It will be fun to write about what a disaster yesterday was at some point, but not today.
I feel terrible today. Pins and needles in my chest, and possibly the worst headache I have ever had. I got up and watched TV last night, but I have no memory of doing it at all. I only know because Netflix was on a completely different show, one I’ve never seen.
It looks good though, I may start watching it now.
All that being said, everything is still better than worse in the balance. Here are ten reasons why.
I have a warm, comfortable house to be in while I slowly die.
I have all sorts of options of for entertainment while I die. Like that new show I found last night.
I already have my antibiotic. It may cause my tendons to rupture if I try and exercise, but it may also help me feel better.
I don’t feel like exercising even a little, so the threat of tendon rupture is small.
I have a job where I can rearrange my schedule when a day like this hits me.
I have great clients, who not only understand the rearranging, but are genuinely sympathetic to the situation.
I have a wife who picks up the slack when I feel like this and who would do anything I needed her to do.
If I were to get worse, I could call an ambulance or drive to a doctor.
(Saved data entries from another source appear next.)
use std::collections::BTreeMap;
use tracing::info;

use crate::details::ChemistDirectory;
use crate::records::{Dataset, EntityId};
use crate::report::aggregate::report_entity;
use crate::report::types::{
    AggregateOptions, ComparisonReport, ComparisonRow, EntityReport, Period, PeriodFilter, Report, SideValues,
};

/// Outer-joins two chemists' aggregates on (year, month), most recent first.
///
/// Every period present on either side yields exactly one row; the absent
/// side is `None`.
pub fn compare(first: EntityReport, second: EntityReport) -> ComparisonReport {
    let mut joined: BTreeMap<Period, (Option<SideValues>, Option<SideValues>)> = BTreeMap::new();

    for row in &first.rows {
        joined.entry(row.period).or_default().0 = Some(row.into());
    }
    for row in &second.rows {
        joined.entry(row.period).or_default().1 = Some(row.into());
    }

    let rows = joined
        .into_iter()
        .rev()
        .map(|(period, (first, second))| ComparisonRow { period, first, second })
        .collect();

    ComparisonReport { first, second, rows }
}

/// Builds the report for one chemist, or a comparison when a second,
/// different chemist is given.
pub fn build_report(
    dataset: &Dataset,
    directory: &ChemistDirectory,
    first: &EntityId,
    second: Option<&EntityId>,
    filter: &PeriodFilter,
    options: &AggregateOptions,
) -> Report {
    let first_report = report_entity(dataset, directory, first, filter, options);

    let Some(second) = second.filter(|s| *s != first) else {
        return Report::Single(first_report);
    };

    let second_report = report_entity(dataset, directory, second, filter, options);
    for side in [&first_report, &second_report] {
        if side.is_empty() {
            info!(chemist = %side.chemist.id, "No dispensing data for chemist; its columns are marked as missing");
        }
    }

    let comparison = compare(first_report, second_report);
    info!(
        first = %first,
        second = %second,
        periods = comparison.rows.len(),
        "Comparison data generated"
    );
    Report::Comparison(comparison)
}
//! Chemist reference data: names and addresses for display and lookup.

use serde::Serialize;
use tracing::{debug, warn};

use crate::error::LoadError;
use crate::records::EntityId;
use crate::source::Table;

pub const DETAILS_DESCRIPTION: &str = "Chemist Details";

pub const COL_ID: &str = "Chemist ID";
pub const COL_NAME: &str = "Name";
pub const COL_ADDRESS: &str = "Full Address";
pub const COL_POSTCODE: &str = "Postcode";

pub const UNKNOWN_NAME: &str = "Name not found";
pub const UNKNOWN_ADDRESS: &str = "Address not found";

/// Maximum number of matches returned by [`ChemistDirectory::search`].
pub const SEARCH_LIMIT: usize = 20;

#[derive(Debug, Clone, PartialEq, Serialize)]
pub struct EntityDetail {
    #[serde(rename = "Chemist ID")]
    pub id: EntityId,
    #[serde(rename = "Name")]
    pub name: String,
    #[serde(rename = "Full Address", skip_serializing_if = "Option::is_none")]
    pub address: Option<String>,
    #[serde(rename = "Postcode", skip_serializing_if = "Option::is_none")]
    pub postcode: Option<String>,
}

impl EntityDetail {
    /// `"<id> - <name> - <address> - <postcode>"`, skipping empty parts.
    pub fn display_text(&self) -> String {
        let mut parts = vec![self.id.to_string()];
        if !self.name.is_empty() {
            parts.push(self.name.clone());
        }
        parts.extend(self.address.iter().cloned());
        parts.extend(self.postcode.iter().cloned());
        parts.join(" - ")
    }
}

/// Result of resolving an identifier; placeholders when it is unknown.
#[derive(Debug, Clone, PartialEq, Serialize)]
pub struct ResolvedChemist {
    pub id: EntityId,
    pub name: String,
    pub address: String,
    pub known: bool,
}

impl ResolvedChemist {
    pub fn unknown(id: &EntityId) -> Self {
        Self {
            id: id.clone(),
            name: UNKNOWN_NAME.to_string(),
            address: UNKNOWN_ADDRESS.to_string(),
            known: false,
        }
    }
}

/// Reference table keyed by chemist identifier, sorted ascending.
#[derive(Debug, Clone, Default)]
pub struct ChemistDirectory {
    entries: Vec<EntityDetail>,
}

impl ChemistDirectory {
    pub fn new(mut entries: Vec<EntityDetail>) -> Self {
        entries.sort_by(|a, b| a.id.cmp(&b.id));
        Self { entries }
    }

    pub fn from_table(table: &Table) -> Result<Self, LoadError> {
        let cols = table.require(DETAILS_DESCRIPTION, &[COL_ID, COL_NAME])?;
        let (id_idx, name_idx) = (cols[0], cols[1]);
        let address_idx = table.column(COL_ADDRESS);
        let postcode_idx = table.column(COL_POSTCODE);

        let optional = |row: &csv::StringRecord, idx: Option<usize>| {
            idx.and_then(|i| row.get(i))
                .map(|v| v.trim().to_string())
                .filter(|v| !v.is_empty())
        };

        let mut entries = Vec::with_capacity(table.len());
        for row in table.rows() {
            let raw_id = row.get(id_idx).unwrap_or("");
            let Some(id) = EntityId::parse(raw_id) else {
                warn!(raw_id, "Skipping chemist with invalid identifier");
                continue;
            };
            entries.push(EntityDetail {
                id,
                name: row.get(name_idx).unwrap_or("").trim().to_string(),
                address: optional(row, address_idx),
                postcode: optional(row, postcode_idx),
            });
        }

        debug!(entries = entries.len(), "Chemist details loaded");
        Ok(Self::new(entries))
    }

    pub fn entries(&self) -> &[EntityDetail] {
        &self.entries
    }

    pub fn len(&self) -> usize {
        self.entries.len()
    }

    pub fn is_empty(&self) -> bool {
        self.entries.is_empty()
    }

    pub fn get(&self, id: &EntityId) -> Option<&EntityDetail> {
        self.entries
            .binary_search_by(|e| e.id.cmp(id))
            .ok()
            .map(|i| &self.entries[i])
    }

    /// Never fails: an unknown identifier resolves to placeholders.
    pub fn resolve(&self, id: &EntityId) -> ResolvedChemist {
        match self.get(id) {
            Some(detail) => ResolvedChemist {
                id: id.clone(),
                name: if detail.name.is_empty() {
                    UNKNOWN_NAME.to_string()
                } else {
                    detail.name.clone()
                },
                address: detail
                    .address
                    .clone()
                    .unwrap_or_else(|| UNKNOWN_ADDRESS.to_string()),
                known: true,
            },
            None => {
                debug!(chemist = %id, "Chemist not in reference data");
                ResolvedChemist::unknown(id)
            }
        }
    }

    /// Case-insensitive substring match over identifier, name and address.
    /// At most `limit` entries, identifier ascending. An empty query matches
    /// everything.
    pub fn search(&self, query: &str, limit: usize) -> Vec<&EntityDetail> {
        let needle = query.trim().to_lowercase();
        self.entries
            .iter()
            .filter(|e| {
                needle.is_empty()
                    || e.id.as_str().to_lowercase().contains(&needle)
                    || e.name.to_lowercase().contains(&needle)
                    || e
                        .address
                        .as_deref()
                        .is_some_and(|a| a.to_lowercase().contains(&needle))
            })
            .take(limit)
            .collect()
    }
}
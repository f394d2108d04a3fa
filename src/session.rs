//! Short-lived per-session storage used to hand a computed report from the
//! report step to the download step.
//!
//! A stored result is meant to be taken at most once: [`SessionStore::take`]
//! reads and deletes in one call.

use chrono::{DateTime, Utc};
use serde::{Deserialize, Serialize};
use std::collections::HashMap;
use std::path::PathBuf;
use std::sync::Mutex;
use tracing::debug;

use crate::error::BoxError;
use crate::report::ReportTable;

/// What the report step leaves behind for the download step.
#[derive(Debug, Clone, PartialEq, Serialize, Deserialize)]
pub struct PendingDownload {
    pub filename: String,
    pub table: ReportTable,
    pub created_at: DateTime<Utc>,
}

impl PendingDownload {
    pub fn new(filename: String, table: ReportTable) -> Self {
        Self {
            filename,
            table,
            created_at: Utc::now(),
        }
    }
}

pub trait SessionStore: Send + Sync {
    fn get(&self, session: &str) -> Result<Option<PendingDownload>, BoxError>;
    fn set(&self, session: &str, value: PendingDownload) -> Result<(), BoxError>;
    fn delete(&self, session: &str) -> Result<(), BoxError>;

    /// Pop-once read: the value is gone afterwards whether or not it existed.
    fn take(&self, session: &str) -> Result<Option<PendingDownload>, BoxError> {
        let value = self.get(session)?;
        self.delete(session)?;
        Ok(value)
    }
}

#[derive(Default)]
pub struct MemorySessionStore {
    values: Mutex<HashMap<String, PendingDownload>>,
}

impl MemorySessionStore {
    pub fn new() -> Self {
        Self::default()
    }
}

impl SessionStore for MemorySessionStore {
    fn get(&self, session: &str) -> Result<Option<PendingDownload>, BoxError> {
        let values = self.values.lock().map_err(|e| e.to_string())?;
        Ok(values.get(session).cloned())
    }

    fn set(&self, session: &str, value: PendingDownload) -> Result<(), BoxError> {
        let mut values = self.values.lock().map_err(|e| e.to_string())?;
        values.insert(session.to_string(), value);
        Ok(())
    }

    fn delete(&self, session: &str) -> Result<(), BoxError> {
        let mut values = self.values.lock().map_err(|e| e.to_string())?;
        values.remove(session);
        Ok(())
    }
}

/// One JSON file per session under a directory, so the download can run in
/// a later process than the report.
pub struct FileSessionStore {
    dir: PathBuf,
}

impl FileSessionStore {
    pub fn new(dir: impl Into<PathBuf>) -> Result<Self, BoxError> {
        let dir = dir.into();
        std::fs::create_dir_all(&dir)?;
        Ok(Self { dir })
    }

    fn path(&self, session: &str) -> Result<PathBuf, BoxError> {
        let valid = !session.is_empty()
            && session
                .chars()
                .all(|c| c.is_ascii_alphanumeric() || c == '-' || c == '_');
        if !valid {
            return Err(format!("invalid session id '{session}'").into());
        }
        Ok(self.dir.join(format!("{session}.json")))
    }
}

impl SessionStore for FileSessionStore {
    fn get(&self, session: &str) -> Result<Option<PendingDownload>, BoxError> {
        let path = self.path(session)?;
        match std::fs::read(&path) {
            Ok(bytes) => Ok(Some(serde_json::from_slice(&bytes)?)),
            Err(e) if e.kind() == std::io::ErrorKind::NotFound => Ok(None),
            Err(e) => Err(e.into()),
        }
    }

    fn set(&self, session: &str, value: PendingDownload) -> Result<(), BoxError> {
        let path = self.path(session)?;
        std::fs::write(&path, serde_json::to_vec(&value)?)?;
        debug!(path = %path.display(), "Session data stored");
        Ok(())
    }

    fn delete(&self, session: &str) -> Result<(), BoxError> {
        let path = self.path(session)?;
        match std::fs::remove_file(&path) {
            Ok(()) => Ok(()),
            Err(e) if e.kind() == std::io::ErrorKind::NotFound => Ok(()),
            Err(e) => Err(e.into()),
        }
    }
}

#[cfg(test)]
mod tests {
    use super::*;
    use crate::report::Cell;

    fn pending() -> PendingDownload {
        PendingDownload::new(
            "Chemist7_FilteredData_ALL_Data.xlsx".into(),
            ReportTable {
                title: "7 (Corner Pharmacy)".into(),
                headers: vec!["Year".into(), "Items C7".into(), "Rolling Avg C7".into()],
                rows: vec![vec![Cell::Integer(2023), Cell::Number(20.5), Cell::Missing]],
            },
        )
    }

    fn assert_pop_once(store: &dyn SessionStore) {
        assert!(store.take("abc").unwrap().is_none());

        let stored = pending();
        store.set("abc", stored.clone()).unwrap();
        assert_eq!(store.get("abc").unwrap(), Some(stored.clone()));

        let taken = store.take("abc").unwrap().unwrap();
        assert_eq!(taken.table, pending().table);
        assert!(store.take("abc").unwrap().is_none());
    }

    #[test]
    fn test_memory_store_pop_once() {
        assert_pop_once(&MemorySessionStore::new());
    }

    #[test]
    fn test_file_store_pop_once() {
        let dir = tempfile::tempdir().unwrap();
        assert_pop_once(&FileSessionStore::new(dir.path()).unwrap());
    }

    #[test]
    fn test_file_store_survives_new_instance() {
        let dir = tempfile::tempdir().unwrap();
        FileSessionStore::new(dir.path()).unwrap().set("s1", pending()).unwrap();

        let reopened = FileSessionStore::new(dir.path()).unwrap();
        let taken = reopened.take("s1").unwrap().unwrap();
        assert_eq!(taken.filename, "Chemist7_FilteredData_ALL_Data.xlsx");
        assert_eq!(taken.table.rows[0][1], Cell::Number(20.5));
    }

    #[test]
    fn test_file_store_rejects_path_like_ids() {
        let dir = tempfile::tempdir().unwrap();
        let store = FileSessionStore::new(dir.path()).unwrap();
        assert!(store.set("../escape", pending()).is_err());
        assert!(store.get("").is_err());
    }
}
use super::client::HttpClient;
use async_trait::async_trait;
use std::time::Duration;

pub struct BasicClient(reqwest::Client);

impl BasicClient {
    pub fn new() -> reqwest::Result<Self> {
        let client = reqwest::Client::builder()
            .timeout(Duration::from_secs(120))
            .connect_timeout(Duration::from_secs(10))
            .build()?;
        Ok(Self(client))
    }
}

#[async_trait]
impl HttpClient for BasicClient {
    async fn execute(&self, req: reqwest::Request) -> reqwest::Result<reqwest::Response> {
        self.0.execute(req).await
    }
}
use crate::report::ReportTable;

const TABLE_CLASSES: &str = "data-table table table-striped table-hover";

/// Renders a `<table>` fragment ready to drop into a results page.
pub fn render_html(table: &ReportTable) -> String {
    let mut out = format!("<table class=\"{TABLE_CLASSES}\">\n  <thead>\n    <tr>");
    for header in &table.headers {
        out.push_str(&format!("<th>{}</th>", escape(header)));
    }
    out.push_str("</tr>\n  </thead>\n  <tbody>\n");

    for row in &table.rows {
        out.push_str("    <tr>");
        for cell in row {
            out.push_str(&format!("<td>{}</td>", escape(&cell.to_string())));
        }
        out.push_str("</tr>\n");
    }

    out.push_str("  </tbody>\n</table>\n");
    out
}

fn escape(raw: &str) -> String {
    let mut out = String::with_capacity(raw.len());
    for c in raw.chars() {
        match c {
            '&' => out.push_str("&amp;"),
            '<' => out.push_str("&lt;"),
            '>' => out.push_str("&gt;"),
            '"' => out.push_str("&quot;"),
            '\'' => out.push_str("&#39;"),
            _ => out.push(c),
        }
    }
    out
}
It is really shocking how many places there are in the world where you cannot do this. For a vast majority of human history this was not an option either.
I can be mindful of everything I am experiencing instead of resisting it, thus not complicating how I feel by having a bad attitude about it.
With any luck, this will be the one day I am away from a career I really love. If it turns into more, the other 9 good things still apply.
Thank you for the comments, texts and messages, I will try to reply to them throughout the day.
Have a great Thursday.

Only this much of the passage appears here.